Maintenant, par rapport au financement des groupes, qui est directement votre partie, malheureusement, il y a une saga au ministère de l'Environnement sur un programme de financement des groupes. On a annoncé un programme plutôt de soutien à des projets, dont actuellement, en tout cas, on n'a pas vu de formulaire comme tel. On n'a pas de formulaire connu. Donc, à ce moment-là on craint un certain arbitraire, que ce soit finalement un fonds discrétionnaire trop grand sur cette question-là. On craint que le programme de 1 000 000 $ soit sur la base de projets spéciaux dont actuellement on ne connaît pas les normes. On espère et on est à peu près persuadés, on compte sur la sagesse de nos gouvernants pour mettre des normes là-dessus.

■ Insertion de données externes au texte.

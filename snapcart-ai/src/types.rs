//! Core Types and Trait Definitions for snapcart-ai
//!
//! Defines the data model of the image-to-search-term pipeline:
//! - **Adapters:** `Recognizer` (text, object, scene signals)
//! - **Fusion:** `CandidateTerm` union, taxonomy matching, term selection
//! - **Output:** `InferenceResult` / `InferenceOutcome`
//!
//! # Flow
//! Dispatched → AwaitingAllSignals → Merged → TaxonomyExpanded → Selected → Terminal

use crate::utils::image_decoder::DecodedImage;
use serde::{Deserialize, Serialize};
use std::fmt;
use thiserror::Error;

// ============================================================================
// Signals
// ============================================================================

/// Independent recognition source
#[derive(Debug, Clone, Copy, PartialEq, Eq, Hash, PartialOrd, Ord, Serialize, Deserialize)]
#[serde(rename_all = "snake_case")]
pub enum SourceKind {
    /// Text recognition (OCR)
    Text,
    /// Object / label classification
    Object,
    /// Scene classification
    Scene,
}

impl SourceKind {
    /// All signals, in merge order
    pub const ALL: [SourceKind; 3] = [SourceKind::Text, SourceKind::Object, SourceKind::Scene];

    pub fn as_str(&self) -> &'static str {
        match self {
            SourceKind::Text => "text",
            SourceKind::Object => "object",
            SourceKind::Scene => "scene",
        }
    }
}

impl fmt::Display for SourceKind {
    fn fmt(&self, f: &mut fmt::Formatter<'_>) -> fmt::Result {
        f.write_str(self.as_str())
    }
}

/// One signal's raw output unit
///
/// Produced by a `Recognizer`, consumed only by the signal coordinator.
#[derive(Debug, Clone, PartialEq, Serialize, Deserialize)]
pub struct RecognitionCandidate {
    /// Label or recognized string
    pub label: String,
    /// Confidence score (0.0-1.0)
    pub confidence: f32,
    /// Signal that produced this candidate
    pub source_kind: SourceKind,
    /// Detected text region (text signal only); candidates sharing a region
    /// are alternatives for the same piece of text
    #[serde(default, skip_serializing_if = "Option::is_none")]
    pub region: Option<u32>,
}

impl RecognitionCandidate {
    /// Create new candidate with clamped confidence (0.0-1.0)
    pub fn new(label: impl Into<String>, confidence: f32, source_kind: SourceKind) -> Self {
        let confidence = if confidence.is_nan() {
            0.0
        } else {
            confidence.clamp(0.0, 1.0)
        };
        Self {
            label: label.into(),
            confidence,
            source_kind,
            region: None,
        }
    }

    /// Attach a text region index
    pub fn in_region(mut self, region: u32) -> Self {
        self.region = Some(region);
        self
    }
}

/// Normalized, source-tagged term that survived per-source filtering
#[derive(Debug, Clone, PartialEq, Eq, Serialize, Deserialize)]
pub struct CandidateTerm {
    /// Display text (original casing from first-seen candidate)
    pub text: String,
    /// Signal the term came from
    pub source_kind: SourceKind,
}

impl CandidateTerm {
    pub fn new(text: impl Into<String>, source_kind: SourceKind) -> Self {
        Self {
            text: text.into(),
            source_kind,
        }
    }
}

// ============================================================================
// Output
// ============================================================================

/// Product category attached to taxonomy entries and inferred per photo
#[derive(
    Debug, Clone, Copy, PartialEq, Eq, Hash, PartialOrd, Ord, Default, Serialize, Deserialize,
)]
#[serde(rename_all = "snake_case")]
pub enum ProductCategory {
    Electronics,
    Clothing,
    Footwear,
    Accessories,
    Home,
    Kitchen,
    Beauty,
    Sports,
    Toys,
    Books,
    Grocery,
    /// Unclassified (no category scored above zero)
    #[default]
    Other,
}

impl ProductCategory {
    pub fn as_str(&self) -> &'static str {
        match self {
            ProductCategory::Electronics => "electronics",
            ProductCategory::Clothing => "clothing",
            ProductCategory::Footwear => "footwear",
            ProductCategory::Accessories => "accessories",
            ProductCategory::Home => "home",
            ProductCategory::Kitchen => "kitchen",
            ProductCategory::Beauty => "beauty",
            ProductCategory::Sports => "sports",
            ProductCategory::Toys => "toys",
            ProductCategory::Books => "books",
            ProductCategory::Grocery => "grocery",
            ProductCategory::Other => "other",
        }
    }

    /// Parse stored category text; unknown values map to `Other`
    pub fn from_str_lossy(value: &str) -> Self {
        match value.trim().to_lowercase().as_str() {
            "electronics" => ProductCategory::Electronics,
            "clothing" => ProductCategory::Clothing,
            "footwear" => ProductCategory::Footwear,
            "accessories" => ProductCategory::Accessories,
            "home" => ProductCategory::Home,
            "kitchen" => ProductCategory::Kitchen,
            "beauty" => ProductCategory::Beauty,
            "sports" => ProductCategory::Sports,
            "toys" => ProductCategory::Toys,
            "books" => ProductCategory::Books,
            "grocery" => ProductCategory::Grocery,
            _ => ProductCategory::Other,
        }
    }
}

impl fmt::Display for ProductCategory {
    fn fmt(&self, f: &mut fmt::Formatter<'_>) -> fmt::Result {
        f.write_str(self.as_str())
    }
}

/// Terminal output of one pipeline invocation
#[derive(Debug, Clone, PartialEq, Eq, Serialize, Deserialize)]
pub struct InferenceResult {
    /// Space-joined, title-cased search phrase
    pub search_term: String,
    /// Category guess (catalog variant only)
    #[serde(skip_serializing_if = "Option::is_none")]
    pub category_guess: Option<ProductCategory>,
}

/// How an invocation ended
///
/// "Nothing detected" and cancellation are distinct outcomes, never an empty
/// `InferenceResult`.
#[derive(Debug, Clone, PartialEq, Eq)]
pub enum InferenceOutcome {
    /// A non-empty search term was selected
    Detected(InferenceResult),
    /// Every signal came back empty (or was filtered away)
    NoTermDetected,
    /// Caller cancelled; partial results were discarded
    Cancelled,
}

impl InferenceOutcome {
    pub fn result(&self) -> Option<&InferenceResult> {
        match self {
            InferenceOutcome::Detected(result) => Some(result),
            _ => None,
        }
    }

    pub fn is_cancelled(&self) -> bool {
        matches!(self, InferenceOutcome::Cancelled)
    }
}

// ============================================================================
// Recognition adapter trait
// ============================================================================

/// Recognition adapter (black-box capability provider)
///
/// Returns candidates in provider rank order. Failure and "nothing found" are
/// treated identically by the pipeline.
///
/// # Example
/// ```rust,ignore
/// use snapcart_ai::types::{Recognizer, RecognitionCandidate, RecognitionError, SourceKind};
///
/// struct Barcode;
///
/// #[async_trait::async_trait]
/// impl Recognizer for Barcode {
///     fn kind(&self) -> SourceKind { SourceKind::Text }
///     fn name(&self) -> &str { "barcode" }
///
///     async fn recognize(&self, image: &DecodedImage) -> Result<Vec<RecognitionCandidate>, RecognitionError> {
///         Ok(vec![RecognitionCandidate::new("0123456789", 0.9, SourceKind::Text)])
///     }
/// }
/// ```
#[async_trait::async_trait]
pub trait Recognizer: Send + Sync {
    /// Signal this adapter provides
    fn kind(&self) -> SourceKind;

    /// Adapter name for logging
    fn name(&self) -> &str;

    /// Run recognition against a decoded image
    ///
    /// # Errors
    /// Returns `RecognitionError` on any adapter-local failure; the
    /// coordinator folds it into an empty list for this signal.
    async fn recognize(
        &self,
        image: &DecodedImage,
    ) -> Result<Vec<RecognitionCandidate>, RecognitionError>;
}

/// Adapter-local recognition error
#[derive(Debug, Error)]
pub enum RecognitionError {
    /// Image could not be processed for this signal
    #[error("Image decode error: {0}")]
    Decode(String),

    /// Network communication error
    #[error("Network error: {0}")]
    Network(String),

    /// Recognition service returned an error
    #[error("API error: {0}")]
    Api(String),

    /// Failed to parse response
    #[error("Parse error: {0}")]
    Parse(String),

    /// Adapter not configured / not available
    #[error("Recognizer not available: {0}")]
    NotAvailable(String),

    /// Adapter exceeded its configured timeout
    #[error("Recognizer timed out after {0} ms")]
    Timeout(u64),

    /// Internal processing error
    #[error("Internal error: {0}")]
    Internal(String),
}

Maintenant, on pense qu'il est fondamental qu'il y ait une partie de ces sommes-là qui ne soit pas uniquement sur des projets, mais sur le soutien à des organisations nationales et régionales. Et ça, c'est un principe qui avait été admis et qui, malheureusement, semble-t-il, tend à s'en aller, mais sur lequel je vous annonce que, sans être une confédération, une majorité de groupes et d'organisations nationales interviendra bientôt pour rappeler l'importance des organisations nationales et l'importance de les financer sur une base de soutien. Il ne s'agit pas de combler 100 % du budget. Sachez que, sur un budget de près de 700 000 $ de notre organisation, nous avons eu 11 000 $ de budget du ministère de l'Environnement et, l'année précédente, 3000 $. Donc, on ne peut parler de dépendance. Mais on parle d'un soutien pour du travail comme on fait ce matin, qu'on fait carrément gratuitement.

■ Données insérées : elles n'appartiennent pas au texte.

//! Database access for snapcart-ai
//!
//! SQLite file `snapcart.db` in the root folder; holds product records.

pub mod products;

use anyhow::Result;
use sqlx::sqlite::SqlitePoolOptions;
use sqlx::SqlitePool;
use std::path::Path;

/// Database file name inside the root folder
pub const DATABASE_FILE: &str = "snapcart.db";

/// Initialize database connection pool
pub async fn init_database_pool(db_path: &Path) -> Result<SqlitePool> {
    // Ensure parent directory exists
    if let Some(parent) = db_path.parent() {
        std::fs::create_dir_all(parent)?;
    }

    // Use proper SQLite URI with mode=rwc (read, write, create)
    let db_url = format!("sqlite://{}?mode=rwc", db_path.display());
    tracing::debug!("Connecting to database: {}", db_url);

    let pool = SqlitePool::connect(&db_url).await?;
    init_tables(&pool).await?;

    Ok(pool)
}

/// In-memory database (single connection so every query sees the same data)
pub async fn init_memory_pool() -> Result<SqlitePool> {
    let pool = SqlitePoolOptions::new()
        .max_connections(1)
        .connect("sqlite::memory:")
        .await?;
    init_tables(&pool).await?;
    Ok(pool)
}

/// Create tables if they don't exist
pub async fn init_tables(pool: &SqlitePool) -> Result<()> {
    sqlx::query(
        r#"
        CREATE TABLE IF NOT EXISTS products (
            id TEXT PRIMARY KEY,
            name TEXT NOT NULL,
            search_term TEXT NOT NULL,
            category TEXT NOT NULL DEFAULT 'other',
            created_at TEXT NOT NULL
        )
        "#,
    )
    .execute(pool)
    .await?;

    tracing::info!("Database tables initialized (products)");

    Ok(())
}
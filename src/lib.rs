//! domain_trace library: bulk DNS resolution and CNAME chain tracing
//!
//! This library reads domain lists in any common text encoding, resolves them
//! with bounded concurrency and retries, and follows CNAME chains to their
//! canonical targets while detecting loops and excessive depth.
//!
//! # Example
//!
//! ```no_run
//! use domain_trace::{run_resolution, Config, RunMode};
//!
//! # #[tokio::main]
//! # async fn main() -> Result<(), Box<dyn std::error::Error>> {
//! let config = Config {
//!     file: std::path::PathBuf::from("domains.csv"),
//!     mode: RunMode::Trace,
//!     ..Default::default()
//! };
//!
//! let report = run_resolution(config).await?;
//! println!("Traced {} domains: {} clean, {} failed",
//!          report.total_domains, report.successful, report.failed);
//! # Ok(())
//! # }
//! ```
//!
//! # Requirements
//!
//! This library requires a Tokio runtime. Use `#[tokio::main]` in your application
//! or ensure you're calling library functions within an async context.

pub mod batch;
pub mod cname;
pub mod config;
pub mod dns;
pub mod error_handling;
pub mod ingest;
pub mod initialization;
mod run;

// Re-export public API
pub use config::{Config, LogFormat, LogLevel, Opt, RunMode};
pub use run::{run_resolution, run_resolution_with, RunReport};
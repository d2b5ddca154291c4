//! Bounded-concurrency batch execution.
//!
//! This module provides the building blocks shared by bulk DNS lookups and
//! chain tracing:
//! - [`ConcurrencyLimiter`]: FIFO counting semaphore with RAII permits
//! - [`retry`] / [`retry_with`]: bounded retries with fixed or exponential backoff
//! - [`BatchProcessor`]: sequential batches, bounded fan-out inside each batch
//!
//! Everything inside a batch runs on the calling task; concurrency comes from
//! interleaving at await points, not from spawned tasks.

mod limiter;
mod processor;
mod retry;

pub use limiter::{ConcurrencyLimiter, LimiterPermit};
pub use processor::{BatchConfig, BatchFailure, BatchProcessor, BatchResult};
pub use retry::{retry, retry_with, Backoff, RetryPolicy};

M. Lazure: Je peux vous dire que, de ce côté-ci, nous ne sommes pas du tout d'accord avec cette idée de financer les groupes environnementaux à l'année longue, seulement en partant de projets. Ça n'a pas d'allure, quant à nous. Alors, il faut absolument qu'on sorte de cet enlisement qui est un peu, d'ailleurs, comme la philosophie du fédéral qui finance à gauche et à droite en partant de projets et qui oblige des petits groupes communautaires à passer des heures et des heures et des semaines à préparer des projets qui, souvent, sont fictifs, de toute façon. Alors, si jamais vous voulez l'appui de l'Opposition là-dedans, vous pouvez compter dessus.

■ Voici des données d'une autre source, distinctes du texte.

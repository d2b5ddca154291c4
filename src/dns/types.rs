//! DNS query and result types.

use serde::Serialize;
use strum_macros::{Display, EnumIter, EnumString};

use crate::error_handling::ErrorType;

/// Record types the resolver understands.
///
/// Parsing is case-insensitive (`"mx"`, `"MX"`). `CAA` is accepted but never
/// queried: it always resolves to a successful, empty answer.
#[derive(
    Debug, Clone, Copy, PartialEq, Eq, Hash, Serialize, Display, EnumIter, EnumString,
)]
#[strum(ascii_case_insensitive)]
#[allow(clippy::upper_case_acronyms)]
pub enum RecordType {
    A,
    AAAA,
    CNAME,
    MX,
    TXT,
    NS,
    PTR,
    SRV,
    SOA,
    CAA,
}

impl RecordType {
    pub(crate) fn to_hickory(self) -> hickory_resolver::proto::rr::RecordType {
        use hickory_resolver::proto::rr::RecordType as Hickory;
        match self {
            RecordType::A => Hickory::A,
            RecordType::AAAA => Hickory::AAAA,
            RecordType::CNAME => Hickory::CNAME,
            RecordType::MX => Hickory::MX,
            RecordType::TXT => Hickory::TXT,
            RecordType::NS => Hickory::NS,
            RecordType::PTR => Hickory::PTR,
            RecordType::SRV => Hickory::SRV,
            RecordType::SOA => Hickory::SOA,
            RecordType::CAA => Hickory::CAA,
        }
    }
}

/// One resolution request.
#[derive(Debug, Clone, PartialEq, Eq, Hash, Serialize)]
pub struct DnsQuery {
    pub domain: String,
    pub record_type: RecordType,
}

impl DnsQuery {
    pub fn new(domain: impl Into<String>, record_type: RecordType) -> Self {
        Self {
            domain: domain.into(),
            record_type,
        }
    }
}

/// A single normalized answer record.
///
/// `priority` is set for MX and SRV; `weight` and `port` for SRV only. Names
/// are rendered without the trailing root dot.
#[derive(Debug, Clone, PartialEq, Eq, Serialize)]
pub struct DnsRecord {
    pub record_type: RecordType,
    pub value: String,
    pub ttl: u32,
    #[serde(skip_serializing_if = "Option::is_none")]
    pub priority: Option<u16>,
    #[serde(skip_serializing_if = "Option::is_none")]
    pub weight: Option<u16>,
    #[serde(skip_serializing_if = "Option::is_none")]
    pub port: Option<u16>,
}

impl DnsRecord {
    pub fn new(record_type: RecordType, value: impl Into<String>, ttl: u32) -> Self {
        Self {
            record_type,
            value: value.into(),
            ttl,
            priority: None,
            weight: None,
            port: None,
        }
    }

    pub fn mx(exchange: impl Into<String>, preference: u16, ttl: u32) -> Self {
        Self {
            priority: Some(preference),
            ..Self::new(RecordType::MX, exchange, ttl)
        }
    }

    pub fn srv(target: impl Into<String>, priority: u16, weight: u16, port: u16, ttl: u32) -> Self {
        Self {
            priority: Some(priority),
            weight: Some(weight),
            port: Some(port),
            ..Self::new(RecordType::SRV, target, ttl)
        }
    }
}

/// Outcome class of a resolution.
#[derive(Debug, Clone, Copy, PartialEq, Eq, Serialize)]
#[serde(rename_all = "lowercase")]
pub enum ResolutionStatus {
    Success,
    Error,
    Timeout,
}

/// Result of resolving one [`DnsQuery`].
///
/// `records` is empty whenever `status` is not `Success`; a successful result
/// may also be empty (CAA). `response_time_ms` is always set.
#[derive(Debug, Clone, PartialEq, Serialize)]
pub struct ResolutionResult {
    pub query: DnsQuery,
    pub status: ResolutionStatus,
    pub records: Vec<DnsRecord>,
    #[serde(skip_serializing_if = "Option::is_none")]
    pub error: Option<String>,
    pub response_time_ms: f64,
    /// Failure category, for statistics.
    #[serde(skip)]
    pub error_type: Option<ErrorType>,
    /// Whether the same query might succeed if repeated.
    #[serde(skip)]
    pub retriable: bool,
    /// The record type name as given, when it did not parse.
    #[serde(skip_serializing_if = "Option::is_none")]
    pub requested_type: Option<String>,
}

impl ResolutionResult {
    pub fn success(query: DnsQuery, records: Vec<DnsRecord>, response_time_ms: f64) -> Self {
        Self {
            query,
            status: ResolutionStatus::Success,
            records,
            error: None,
            response_time_ms,
            error_type: None,
            retriable: false,
            requested_type: None,
        }
    }

    pub fn failure(
        query: DnsQuery,
        error_type: ErrorType,
        message: impl Into<String>,
        retriable: bool,
        response_time_ms: f64,
    ) -> Self {
        let status = if error_type == ErrorType::Timeout {
            ResolutionStatus::Timeout
        } else {
            ResolutionStatus::Error
        };
        Self {
            query,
            status,
            records: Vec::new(),
            error: Some(message.into()),
            response_time_ms,
            error_type: Some(error_type),
            retriable,
            requested_type: None,
        }
    }

    pub fn is_success(&self) -> bool {
        self.status == ResolutionStatus::Success
    }
}

#[cfg(test)]
mod tests {
    use super::*;
    use std::str::FromStr;
    use strum::IntoEnumIterator;

    #[test]
    fn test_record_type_parsing_is_case_insensitive() {
        assert_eq!(RecordType::from_str("mx").unwrap(), RecordType::MX);
        assert_eq!(RecordType::from_str("Cname").unwrap(), RecordType::CNAME);
        assert_eq!(RecordType::from_str("AAAA").unwrap(), RecordType::AAAA);
        assert!(RecordType::from_str("HINFO").is_err());
    }

    #[test]
    fn test_record_type_display_round_trips() {
        for rt in RecordType::iter() {
            assert_eq!(RecordType::from_str(&rt.to_string()).unwrap(), rt);
        }
    }

    #[test]
    fn test_failure_status_follows_error_type() {
        let q = DnsQuery::new("example.com", RecordType::A);
        let timeout = ResolutionResult::failure(q.clone(), ErrorType::Timeout, "t", true, 5.0);
        assert_eq!(timeout.status, ResolutionStatus::Timeout);
        assert!(timeout.records.is_empty());

        let error = ResolutionResult::failure(q, ErrorType::DomainNotFound, "nx", false, 5.0);
        assert_eq!(error.status, ResolutionStatus::Error);
        assert!(!error.is_success());
    }

    #[test]
    fn test_serialized_shape() {
        let result = ResolutionResult::success(
            DnsQuery::new("example.com", RecordType::MX),
            vec![DnsRecord::mx("mail.example.com", 10, 300)],
            12.5,
        );
        let json = serde_json::to_value(&result).unwrap();
        assert_eq!(json["status"], "success");
        assert_eq!(json["query"]["record_type"], "MX");
        assert_eq!(json["records"][0]["priority"], 10);
        assert!(json["records"][0].get("port").is_none());
        assert!(json.get("error").is_none());
        assert!(json.get("retriable").is_none());
    }
}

Dernière question, M. le Président. Vous faites une petite remarque qui m'intrigue, à la page 19 de votre mémoire. Vous dites qu'il serait nécessaire, à moyen terme, de refondre les 12 lois - ça va, ça - en matière d'environnement, avec, comme objectif, de sortir de la politisation sélective qui les entoure. Je suis intrigué par l'expression "politisation sélective".

M. Simard: Disons que nous avions deviné qu'un jour cette question viendrait. Nous avions deviné juste. Si vous regardez la version la plus récente de la loi québécoise sur l'environnement, vous vous apercevrez, en feuilletant un peu comme on fait avec un "flip book" que les jeunes ont, qu'il y a des zones grises et des zones blanches. Les zones grises, ce sont toutes les parties de loi et de règlement - carrément des articles de loi - qui ont été votées en bonne et due forme - excusez, je ne ris pas du tout d'une façon ironique - par nos législateurs à l'Assemblée nationale.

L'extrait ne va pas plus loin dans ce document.